Réquiem a Eugene Ironshield

Conto clássico de 2008. Achei por acidente!




Finalmente paramos. Com a precisão de um relógio, há exatas quatro horas desde que começamos a marcha. Enfim pudemos buscar a sombra dos carvalhos ao nos afastar da estrada. Eu odeio a maldita floresta úmida.

Fungo um pouco do muco que acumulava em meu nariz e garganta. Prefiro engolir a cuspir na frente de meus dois companheiros sobreviventes. Com certeza estava gripando.

O corpo mole e enjoado, e a garganta travada, quase um suplício para engolir a ração seca... A Maldita ração seca. Com gosto de papiro, mas que parecia não incomodar meus colegas... Especialmente o Druida, que seria o mais habilitado para nos conseguir carne fresca ou frutas. Contentava-se com a ração.

O Monge e sua saúde de ferro eu entendo ignorar as intempérie e o cansaço. Era lendária a predisposição desses combatentes simplórios nos círculos em que me sagrei guerreiro. Mas o Halfling Druida era igualmente alheio a tudo o que não fosse o combate e a contratação.
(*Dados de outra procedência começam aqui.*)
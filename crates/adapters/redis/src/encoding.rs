//! 缓存值在 Redis 哈希中的布局
//!
//! 每个逻辑键是一个哈希：字段 `t` 保存类型标签，字段 `v` 保存负载。
//! 计数器用 `HINCRBY key v` 递增，所以标签和值可以原子地保存在一起。

use taa_common::{CacheValue, CodecError, ValueTag};

pub(crate) const TAG_FIELD: &str = "t";
pub(crate) const VALUE_FIELD: &str = "v";

/// 从 `HMGET key t v` 的结果解码
///
/// 两个字段都不存在表示未命中；只存在一个视为损坏。
pub(crate) fn decode_fields(
    tag: Option<String>,
    payload: Option<String>,
) -> Result<Option<CacheValue>, CodecError> {
    match (tag, payload) {
        (None, None) => Ok(None),
        (Some(tag), Some(payload)) => {
            let tag = tag.trim().parse::<u8>().map_err(|_| CodecError::UnknownTag(0))?;
            Ok(Some(CacheValue::decode(ValueTag::try_from(tag)?, &payload)?))
        }
        // 计数器可能只有 v（HSETNX 之前被其他客户端写入）
        (None, Some(payload)) => Ok(Some(CacheValue::decode(ValueTag::Integer, &payload)?)),
        (Some(_), None) => Ok(None),
    }
}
E os malditos cães? Ele usava um como montaria e outro menor como “familiar”. Não sei distinguir os milagres naturais de magia arcana, mas realmente o livro que ele vez por outra folheia antes de conjurar suas energias me lembra mais os magos que os servos da Natureza. Como será que aquele exótico halfling conciliou dois mundos tão distantes?

Os cães continuam a latir. Rosnam um para o outro como se fosse uma disputa de ferocidade pouco mais contida. O Halfling e o monge pareciam ignorar. Talvez meu estado levemente febril deixou-me irritadiço. Ou talvez seja o luto por São Michael.

Eu gostava do meio-elfo, embora igualmente não conhecesse bem. Ele era sempre animado para nossas tarefas mais rotineiras. Ele era devoto do deus do Saber, mas jamais se mostrou tão formalista quanto os demais... Às vezes falava empolado diante de lideranças locais, mas só. Ele poderia desfazer minha doença agora se estivesse aqui. Esse pensamento me martiriza por tão elevado grau de egoísmo, mas nada como a divisão de seus bens pelos meus colegas. Eu não deveria reclamar... Estou com sua armadura por insistência do resto do grupo, mas penso em honrar sua busca enquanto o metal luminoso pesar em meus ombros.

- Há algumas semanas o senhor conjurou alguns pégasos para deixarmos o vale de Sangue, lorde Tarzã. – falei ao Druida. – Somos apenas em três agora. Seria uma boa dianteira se pudéssemos contar com tal auxílio agora.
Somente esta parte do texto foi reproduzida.